**Aim of the task**
In the entries below, which lines run from the one containing "mod routes;" to the one containing "pub struct Channel"? Copy exactly those lines, ends included, and no others.

**Provided data**
=== Section Start ===

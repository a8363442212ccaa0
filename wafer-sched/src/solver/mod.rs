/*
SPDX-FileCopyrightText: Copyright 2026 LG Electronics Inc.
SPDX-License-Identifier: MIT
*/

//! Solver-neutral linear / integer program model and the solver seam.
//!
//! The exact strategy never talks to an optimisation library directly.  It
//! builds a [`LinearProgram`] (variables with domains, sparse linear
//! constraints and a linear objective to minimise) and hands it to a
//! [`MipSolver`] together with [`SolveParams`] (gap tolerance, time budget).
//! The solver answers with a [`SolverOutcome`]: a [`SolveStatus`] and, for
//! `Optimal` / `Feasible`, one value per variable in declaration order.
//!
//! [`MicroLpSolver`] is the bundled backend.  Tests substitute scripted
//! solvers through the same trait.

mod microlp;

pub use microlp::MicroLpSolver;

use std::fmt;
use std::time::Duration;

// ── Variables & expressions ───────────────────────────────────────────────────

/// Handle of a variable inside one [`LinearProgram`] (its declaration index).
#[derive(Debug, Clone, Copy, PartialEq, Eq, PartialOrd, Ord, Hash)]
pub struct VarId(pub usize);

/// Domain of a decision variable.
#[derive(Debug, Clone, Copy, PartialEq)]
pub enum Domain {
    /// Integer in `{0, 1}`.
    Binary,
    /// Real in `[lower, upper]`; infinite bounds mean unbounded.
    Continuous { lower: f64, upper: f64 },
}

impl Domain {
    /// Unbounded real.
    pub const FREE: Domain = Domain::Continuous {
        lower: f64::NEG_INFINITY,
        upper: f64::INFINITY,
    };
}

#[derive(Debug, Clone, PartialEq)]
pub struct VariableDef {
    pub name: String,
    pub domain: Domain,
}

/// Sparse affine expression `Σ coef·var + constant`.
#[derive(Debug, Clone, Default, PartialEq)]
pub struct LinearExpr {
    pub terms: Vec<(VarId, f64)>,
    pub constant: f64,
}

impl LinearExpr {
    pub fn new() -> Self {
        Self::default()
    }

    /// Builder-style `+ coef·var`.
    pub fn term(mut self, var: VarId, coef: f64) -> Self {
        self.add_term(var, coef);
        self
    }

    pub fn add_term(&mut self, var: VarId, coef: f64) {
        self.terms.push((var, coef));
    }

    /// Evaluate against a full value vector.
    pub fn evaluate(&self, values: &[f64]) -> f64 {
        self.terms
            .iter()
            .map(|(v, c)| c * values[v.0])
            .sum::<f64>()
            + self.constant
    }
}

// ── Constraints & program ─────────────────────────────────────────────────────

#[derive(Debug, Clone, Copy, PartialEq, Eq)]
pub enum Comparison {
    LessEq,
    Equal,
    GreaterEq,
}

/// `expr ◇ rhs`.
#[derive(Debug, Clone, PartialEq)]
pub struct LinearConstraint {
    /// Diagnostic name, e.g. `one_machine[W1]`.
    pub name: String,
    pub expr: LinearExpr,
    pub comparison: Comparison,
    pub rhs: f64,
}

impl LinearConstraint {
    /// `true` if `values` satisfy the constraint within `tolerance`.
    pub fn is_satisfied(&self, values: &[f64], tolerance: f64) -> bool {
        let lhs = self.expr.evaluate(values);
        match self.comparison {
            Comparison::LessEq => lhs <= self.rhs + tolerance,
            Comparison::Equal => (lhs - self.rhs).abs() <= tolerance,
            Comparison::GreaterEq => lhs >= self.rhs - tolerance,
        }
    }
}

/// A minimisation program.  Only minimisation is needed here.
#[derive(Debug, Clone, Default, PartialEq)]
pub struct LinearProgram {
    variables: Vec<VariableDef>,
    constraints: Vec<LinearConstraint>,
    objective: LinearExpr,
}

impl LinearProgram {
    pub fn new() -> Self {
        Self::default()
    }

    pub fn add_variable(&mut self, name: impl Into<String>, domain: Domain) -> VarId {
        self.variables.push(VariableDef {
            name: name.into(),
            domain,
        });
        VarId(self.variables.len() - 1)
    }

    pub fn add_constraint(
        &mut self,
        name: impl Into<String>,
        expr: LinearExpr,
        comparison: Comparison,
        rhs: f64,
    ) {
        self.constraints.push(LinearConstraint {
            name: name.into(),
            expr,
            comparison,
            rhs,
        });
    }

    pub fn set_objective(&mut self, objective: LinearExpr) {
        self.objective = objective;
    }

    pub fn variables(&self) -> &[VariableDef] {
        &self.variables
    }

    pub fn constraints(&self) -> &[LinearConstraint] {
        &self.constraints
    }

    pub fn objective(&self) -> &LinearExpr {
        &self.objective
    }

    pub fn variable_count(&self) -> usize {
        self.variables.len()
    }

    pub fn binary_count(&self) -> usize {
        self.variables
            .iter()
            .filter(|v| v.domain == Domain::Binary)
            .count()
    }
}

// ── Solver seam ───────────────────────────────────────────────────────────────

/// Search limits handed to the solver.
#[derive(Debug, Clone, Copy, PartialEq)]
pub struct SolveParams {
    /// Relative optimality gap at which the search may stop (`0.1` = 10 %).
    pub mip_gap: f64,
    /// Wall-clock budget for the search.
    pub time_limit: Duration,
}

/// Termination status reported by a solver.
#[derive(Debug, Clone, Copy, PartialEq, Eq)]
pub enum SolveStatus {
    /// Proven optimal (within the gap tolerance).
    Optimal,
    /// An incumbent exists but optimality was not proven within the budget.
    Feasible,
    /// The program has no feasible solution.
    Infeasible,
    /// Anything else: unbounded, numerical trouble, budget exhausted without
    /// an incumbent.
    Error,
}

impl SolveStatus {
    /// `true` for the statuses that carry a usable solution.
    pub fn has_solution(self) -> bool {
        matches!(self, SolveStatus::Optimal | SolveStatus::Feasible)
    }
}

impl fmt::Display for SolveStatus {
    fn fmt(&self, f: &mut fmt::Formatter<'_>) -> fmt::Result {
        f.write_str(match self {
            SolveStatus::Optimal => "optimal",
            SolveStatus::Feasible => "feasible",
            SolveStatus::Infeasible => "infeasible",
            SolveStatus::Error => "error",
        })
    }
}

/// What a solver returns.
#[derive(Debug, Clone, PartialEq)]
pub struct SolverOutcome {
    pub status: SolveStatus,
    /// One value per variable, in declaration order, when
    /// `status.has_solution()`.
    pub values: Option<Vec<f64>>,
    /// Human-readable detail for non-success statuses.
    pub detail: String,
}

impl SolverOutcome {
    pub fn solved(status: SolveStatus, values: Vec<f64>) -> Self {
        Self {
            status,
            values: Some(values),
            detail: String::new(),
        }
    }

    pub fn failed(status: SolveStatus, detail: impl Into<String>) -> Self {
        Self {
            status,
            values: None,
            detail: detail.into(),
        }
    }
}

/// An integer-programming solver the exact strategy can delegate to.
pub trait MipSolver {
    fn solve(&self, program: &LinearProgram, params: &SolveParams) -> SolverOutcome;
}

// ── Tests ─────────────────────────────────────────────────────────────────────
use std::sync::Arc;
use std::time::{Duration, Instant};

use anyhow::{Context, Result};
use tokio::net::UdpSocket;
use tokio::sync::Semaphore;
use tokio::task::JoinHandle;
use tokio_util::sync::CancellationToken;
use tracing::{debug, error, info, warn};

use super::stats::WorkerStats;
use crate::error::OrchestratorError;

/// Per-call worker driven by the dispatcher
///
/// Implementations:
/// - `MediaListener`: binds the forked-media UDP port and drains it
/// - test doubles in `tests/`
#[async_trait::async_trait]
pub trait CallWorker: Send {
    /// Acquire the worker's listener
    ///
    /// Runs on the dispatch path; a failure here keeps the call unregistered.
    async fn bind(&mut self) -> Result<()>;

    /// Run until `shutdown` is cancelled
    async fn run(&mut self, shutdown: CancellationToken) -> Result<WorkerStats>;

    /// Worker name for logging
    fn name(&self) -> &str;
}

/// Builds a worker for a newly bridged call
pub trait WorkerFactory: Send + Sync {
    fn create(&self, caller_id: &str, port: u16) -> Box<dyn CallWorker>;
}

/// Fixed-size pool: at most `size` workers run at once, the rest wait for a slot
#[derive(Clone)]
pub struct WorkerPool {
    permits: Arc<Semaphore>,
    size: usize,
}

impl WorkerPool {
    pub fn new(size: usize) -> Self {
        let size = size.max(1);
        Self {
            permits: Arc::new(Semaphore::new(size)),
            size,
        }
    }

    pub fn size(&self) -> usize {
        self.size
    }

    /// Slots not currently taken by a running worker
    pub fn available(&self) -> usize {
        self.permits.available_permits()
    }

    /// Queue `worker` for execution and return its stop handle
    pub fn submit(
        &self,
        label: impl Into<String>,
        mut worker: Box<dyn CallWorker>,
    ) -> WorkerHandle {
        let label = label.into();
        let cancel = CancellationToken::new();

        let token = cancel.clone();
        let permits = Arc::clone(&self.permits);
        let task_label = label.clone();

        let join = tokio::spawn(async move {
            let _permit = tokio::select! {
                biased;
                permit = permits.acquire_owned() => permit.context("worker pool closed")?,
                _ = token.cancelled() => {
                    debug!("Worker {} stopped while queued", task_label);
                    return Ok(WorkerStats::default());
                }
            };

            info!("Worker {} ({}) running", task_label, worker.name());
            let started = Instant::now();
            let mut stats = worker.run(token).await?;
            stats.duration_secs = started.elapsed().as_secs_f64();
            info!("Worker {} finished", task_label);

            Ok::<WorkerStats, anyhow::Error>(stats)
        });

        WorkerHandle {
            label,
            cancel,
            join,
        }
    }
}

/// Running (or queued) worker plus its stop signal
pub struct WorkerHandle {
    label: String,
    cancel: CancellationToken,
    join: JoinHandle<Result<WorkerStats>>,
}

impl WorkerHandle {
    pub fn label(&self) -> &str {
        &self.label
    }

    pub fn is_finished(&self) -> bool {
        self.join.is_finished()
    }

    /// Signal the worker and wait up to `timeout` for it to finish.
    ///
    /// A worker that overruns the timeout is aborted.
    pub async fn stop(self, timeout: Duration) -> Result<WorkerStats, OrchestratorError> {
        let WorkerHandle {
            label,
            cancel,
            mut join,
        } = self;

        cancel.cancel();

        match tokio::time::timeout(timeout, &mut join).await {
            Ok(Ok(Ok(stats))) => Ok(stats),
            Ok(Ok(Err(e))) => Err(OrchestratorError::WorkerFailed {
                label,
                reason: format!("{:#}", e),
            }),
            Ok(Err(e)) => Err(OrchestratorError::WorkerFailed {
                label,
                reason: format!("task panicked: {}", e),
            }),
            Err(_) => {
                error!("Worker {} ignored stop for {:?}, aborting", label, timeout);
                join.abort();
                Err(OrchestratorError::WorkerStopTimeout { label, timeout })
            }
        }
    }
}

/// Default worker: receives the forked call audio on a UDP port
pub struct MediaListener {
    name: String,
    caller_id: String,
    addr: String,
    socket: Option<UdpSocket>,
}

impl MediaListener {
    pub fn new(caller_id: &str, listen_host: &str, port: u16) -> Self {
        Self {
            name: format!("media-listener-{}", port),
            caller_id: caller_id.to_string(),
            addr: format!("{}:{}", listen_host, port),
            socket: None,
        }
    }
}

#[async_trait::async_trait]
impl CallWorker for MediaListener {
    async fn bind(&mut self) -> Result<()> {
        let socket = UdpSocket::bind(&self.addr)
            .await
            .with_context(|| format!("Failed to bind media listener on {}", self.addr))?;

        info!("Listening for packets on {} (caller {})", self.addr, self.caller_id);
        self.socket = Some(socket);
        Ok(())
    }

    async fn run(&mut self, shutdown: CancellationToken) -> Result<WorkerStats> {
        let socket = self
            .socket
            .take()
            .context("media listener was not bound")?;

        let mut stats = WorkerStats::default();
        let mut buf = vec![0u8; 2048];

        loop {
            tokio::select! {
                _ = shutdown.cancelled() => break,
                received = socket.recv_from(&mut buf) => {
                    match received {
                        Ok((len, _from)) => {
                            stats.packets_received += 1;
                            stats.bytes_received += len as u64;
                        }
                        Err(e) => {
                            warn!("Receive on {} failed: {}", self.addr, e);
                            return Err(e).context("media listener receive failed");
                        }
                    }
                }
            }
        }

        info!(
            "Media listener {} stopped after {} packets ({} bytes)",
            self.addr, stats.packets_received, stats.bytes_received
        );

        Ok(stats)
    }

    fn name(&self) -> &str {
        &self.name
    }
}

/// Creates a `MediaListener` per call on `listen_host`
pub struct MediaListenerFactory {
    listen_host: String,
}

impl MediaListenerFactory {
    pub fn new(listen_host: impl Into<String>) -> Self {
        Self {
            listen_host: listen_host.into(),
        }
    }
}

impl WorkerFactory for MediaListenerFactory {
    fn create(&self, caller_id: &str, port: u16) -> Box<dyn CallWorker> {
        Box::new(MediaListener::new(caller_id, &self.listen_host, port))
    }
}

=== Section End ===
=== Section Start ===

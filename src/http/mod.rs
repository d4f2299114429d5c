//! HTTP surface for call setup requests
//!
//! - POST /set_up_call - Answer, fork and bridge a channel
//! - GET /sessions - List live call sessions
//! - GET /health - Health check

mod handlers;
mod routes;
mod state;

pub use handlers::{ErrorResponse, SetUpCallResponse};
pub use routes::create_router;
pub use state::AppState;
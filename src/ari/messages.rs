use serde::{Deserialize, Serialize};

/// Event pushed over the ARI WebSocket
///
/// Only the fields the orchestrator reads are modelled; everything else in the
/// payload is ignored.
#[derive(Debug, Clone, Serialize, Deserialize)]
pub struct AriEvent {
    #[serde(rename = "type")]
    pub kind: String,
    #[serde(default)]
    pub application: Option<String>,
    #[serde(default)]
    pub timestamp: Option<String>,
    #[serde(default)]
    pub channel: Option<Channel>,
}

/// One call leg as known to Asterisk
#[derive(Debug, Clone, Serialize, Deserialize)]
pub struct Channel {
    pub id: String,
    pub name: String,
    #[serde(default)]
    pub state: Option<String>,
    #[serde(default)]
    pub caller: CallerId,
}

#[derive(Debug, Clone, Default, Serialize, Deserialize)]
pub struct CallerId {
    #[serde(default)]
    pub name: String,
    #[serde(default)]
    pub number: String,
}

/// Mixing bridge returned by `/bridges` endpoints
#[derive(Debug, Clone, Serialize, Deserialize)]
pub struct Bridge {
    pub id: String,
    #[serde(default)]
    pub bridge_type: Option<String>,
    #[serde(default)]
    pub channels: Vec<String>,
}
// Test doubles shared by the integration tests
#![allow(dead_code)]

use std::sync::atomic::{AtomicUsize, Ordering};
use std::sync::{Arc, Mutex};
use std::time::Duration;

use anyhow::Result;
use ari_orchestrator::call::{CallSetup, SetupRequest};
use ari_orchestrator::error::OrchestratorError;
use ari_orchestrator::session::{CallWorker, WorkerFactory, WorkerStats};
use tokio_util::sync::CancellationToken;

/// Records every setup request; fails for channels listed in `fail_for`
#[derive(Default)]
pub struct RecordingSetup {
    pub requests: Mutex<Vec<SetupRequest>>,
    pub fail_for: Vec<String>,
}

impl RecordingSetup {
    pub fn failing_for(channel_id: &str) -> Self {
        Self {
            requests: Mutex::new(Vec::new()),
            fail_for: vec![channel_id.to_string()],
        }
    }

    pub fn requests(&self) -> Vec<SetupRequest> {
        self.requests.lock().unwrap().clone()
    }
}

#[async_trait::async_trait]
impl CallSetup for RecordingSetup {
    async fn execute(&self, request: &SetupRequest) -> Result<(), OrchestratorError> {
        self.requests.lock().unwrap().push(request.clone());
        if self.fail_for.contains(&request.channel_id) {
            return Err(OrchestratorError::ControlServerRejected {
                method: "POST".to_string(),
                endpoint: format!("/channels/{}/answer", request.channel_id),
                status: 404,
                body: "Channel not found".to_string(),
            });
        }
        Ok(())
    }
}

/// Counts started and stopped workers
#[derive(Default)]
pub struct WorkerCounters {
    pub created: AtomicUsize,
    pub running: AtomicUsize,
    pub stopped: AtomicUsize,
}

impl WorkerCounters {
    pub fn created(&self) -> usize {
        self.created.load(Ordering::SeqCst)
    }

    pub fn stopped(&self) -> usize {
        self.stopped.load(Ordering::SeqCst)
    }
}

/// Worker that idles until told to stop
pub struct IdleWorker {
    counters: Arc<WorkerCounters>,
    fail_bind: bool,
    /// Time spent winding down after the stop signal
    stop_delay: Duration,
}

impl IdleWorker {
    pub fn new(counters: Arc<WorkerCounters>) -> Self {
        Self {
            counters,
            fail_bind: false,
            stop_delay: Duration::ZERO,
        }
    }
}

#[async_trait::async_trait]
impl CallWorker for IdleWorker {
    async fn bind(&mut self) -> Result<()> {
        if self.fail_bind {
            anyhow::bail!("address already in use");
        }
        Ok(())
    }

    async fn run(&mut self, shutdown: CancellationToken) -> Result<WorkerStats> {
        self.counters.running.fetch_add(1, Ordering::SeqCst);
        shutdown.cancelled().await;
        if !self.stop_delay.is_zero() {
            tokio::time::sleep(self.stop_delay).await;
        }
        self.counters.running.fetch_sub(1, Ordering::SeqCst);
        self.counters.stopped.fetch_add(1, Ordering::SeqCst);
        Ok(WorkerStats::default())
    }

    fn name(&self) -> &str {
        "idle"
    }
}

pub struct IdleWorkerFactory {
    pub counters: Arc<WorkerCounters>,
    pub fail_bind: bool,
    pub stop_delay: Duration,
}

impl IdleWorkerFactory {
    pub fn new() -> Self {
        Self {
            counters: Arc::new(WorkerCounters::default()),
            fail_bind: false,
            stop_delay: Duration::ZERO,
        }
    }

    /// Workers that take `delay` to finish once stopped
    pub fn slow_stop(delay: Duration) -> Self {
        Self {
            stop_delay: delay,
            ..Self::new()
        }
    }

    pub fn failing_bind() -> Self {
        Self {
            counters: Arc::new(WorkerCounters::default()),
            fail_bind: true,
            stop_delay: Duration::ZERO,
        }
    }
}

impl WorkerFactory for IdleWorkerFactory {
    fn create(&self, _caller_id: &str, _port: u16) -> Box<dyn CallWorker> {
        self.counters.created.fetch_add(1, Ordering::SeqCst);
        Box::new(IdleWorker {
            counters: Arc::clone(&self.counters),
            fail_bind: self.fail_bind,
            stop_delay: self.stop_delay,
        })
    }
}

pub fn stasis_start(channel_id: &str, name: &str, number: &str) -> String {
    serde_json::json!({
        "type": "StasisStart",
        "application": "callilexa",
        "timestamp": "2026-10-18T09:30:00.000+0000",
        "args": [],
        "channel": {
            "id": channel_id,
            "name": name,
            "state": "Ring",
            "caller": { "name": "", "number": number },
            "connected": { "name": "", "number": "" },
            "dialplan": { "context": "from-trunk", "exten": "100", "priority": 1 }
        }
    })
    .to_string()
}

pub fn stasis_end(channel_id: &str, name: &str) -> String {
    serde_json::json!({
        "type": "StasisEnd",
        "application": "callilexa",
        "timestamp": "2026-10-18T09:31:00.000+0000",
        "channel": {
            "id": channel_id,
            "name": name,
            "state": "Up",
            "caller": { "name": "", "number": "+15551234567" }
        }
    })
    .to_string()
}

=== Section End ===
=== Section Start ===

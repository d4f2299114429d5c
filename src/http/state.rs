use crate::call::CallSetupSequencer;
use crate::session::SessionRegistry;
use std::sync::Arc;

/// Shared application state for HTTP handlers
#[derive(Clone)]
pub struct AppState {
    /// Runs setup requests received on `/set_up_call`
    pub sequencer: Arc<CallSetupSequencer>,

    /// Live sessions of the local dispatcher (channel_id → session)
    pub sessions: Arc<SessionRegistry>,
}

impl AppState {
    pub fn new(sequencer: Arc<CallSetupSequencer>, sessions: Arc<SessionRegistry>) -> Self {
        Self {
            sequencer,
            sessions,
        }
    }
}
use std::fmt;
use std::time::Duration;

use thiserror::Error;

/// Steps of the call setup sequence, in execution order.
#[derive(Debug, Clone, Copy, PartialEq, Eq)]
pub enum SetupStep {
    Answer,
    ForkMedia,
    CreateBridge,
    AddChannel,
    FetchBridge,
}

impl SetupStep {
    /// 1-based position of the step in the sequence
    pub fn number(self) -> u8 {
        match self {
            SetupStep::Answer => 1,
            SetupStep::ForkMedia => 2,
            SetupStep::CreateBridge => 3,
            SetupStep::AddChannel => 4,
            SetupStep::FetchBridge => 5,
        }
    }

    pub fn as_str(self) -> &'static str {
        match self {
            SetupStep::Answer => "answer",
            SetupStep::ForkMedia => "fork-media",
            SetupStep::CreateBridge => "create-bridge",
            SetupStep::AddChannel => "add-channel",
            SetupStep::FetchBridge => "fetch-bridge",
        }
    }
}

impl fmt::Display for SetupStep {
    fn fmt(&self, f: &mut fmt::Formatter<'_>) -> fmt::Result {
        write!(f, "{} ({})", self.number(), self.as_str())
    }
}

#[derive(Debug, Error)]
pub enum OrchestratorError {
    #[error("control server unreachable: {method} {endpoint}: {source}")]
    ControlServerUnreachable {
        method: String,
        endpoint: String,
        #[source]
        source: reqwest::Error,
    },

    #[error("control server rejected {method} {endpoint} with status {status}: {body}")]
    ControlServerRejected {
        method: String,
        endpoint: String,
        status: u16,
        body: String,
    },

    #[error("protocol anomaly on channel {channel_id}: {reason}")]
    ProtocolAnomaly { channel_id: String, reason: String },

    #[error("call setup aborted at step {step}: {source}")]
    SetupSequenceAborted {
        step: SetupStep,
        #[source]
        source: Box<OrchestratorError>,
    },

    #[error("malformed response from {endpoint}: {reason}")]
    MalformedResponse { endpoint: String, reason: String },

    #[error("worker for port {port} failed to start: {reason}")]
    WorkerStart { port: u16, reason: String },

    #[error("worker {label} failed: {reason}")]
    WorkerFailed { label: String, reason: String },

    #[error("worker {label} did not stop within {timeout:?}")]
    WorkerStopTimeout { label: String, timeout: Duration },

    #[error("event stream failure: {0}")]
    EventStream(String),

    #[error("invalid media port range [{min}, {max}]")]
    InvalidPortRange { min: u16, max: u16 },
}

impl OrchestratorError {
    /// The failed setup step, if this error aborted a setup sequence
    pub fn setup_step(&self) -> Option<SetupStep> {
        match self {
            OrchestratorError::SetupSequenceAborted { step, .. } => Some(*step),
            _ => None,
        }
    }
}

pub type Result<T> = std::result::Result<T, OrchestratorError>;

=== Section End ===

**Output of the task**
mod routes;
mod state;

pub use handlers::{ErrorResponse, SetUpCallResponse};
pub use routes::create_router;
pub use state::AppState;
filename src/ari/messages.rs
use serde::{Deserialize, Serialize};

/// Event pushed over the ARI WebSocket
///
/// Only the fields the orchestrator reads are modelled; everything else in the
/// payload is ignored.
#[derive(Debug, Clone, Serialize, Deserialize)]
pub struct AriEvent {
    #[serde(rename = "type")]
    pub kind: String,
    #[serde(default)]
    pub application: Option<String>,
    #[serde(default)]
    pub timestamp: Option<String>,
    #[serde(default)]
    pub channel: Option<Channel>,
}

/// One call leg as known to Asterisk
#[derive(Debug, Clone, Serialize, Deserialize)]
pub struct Channel {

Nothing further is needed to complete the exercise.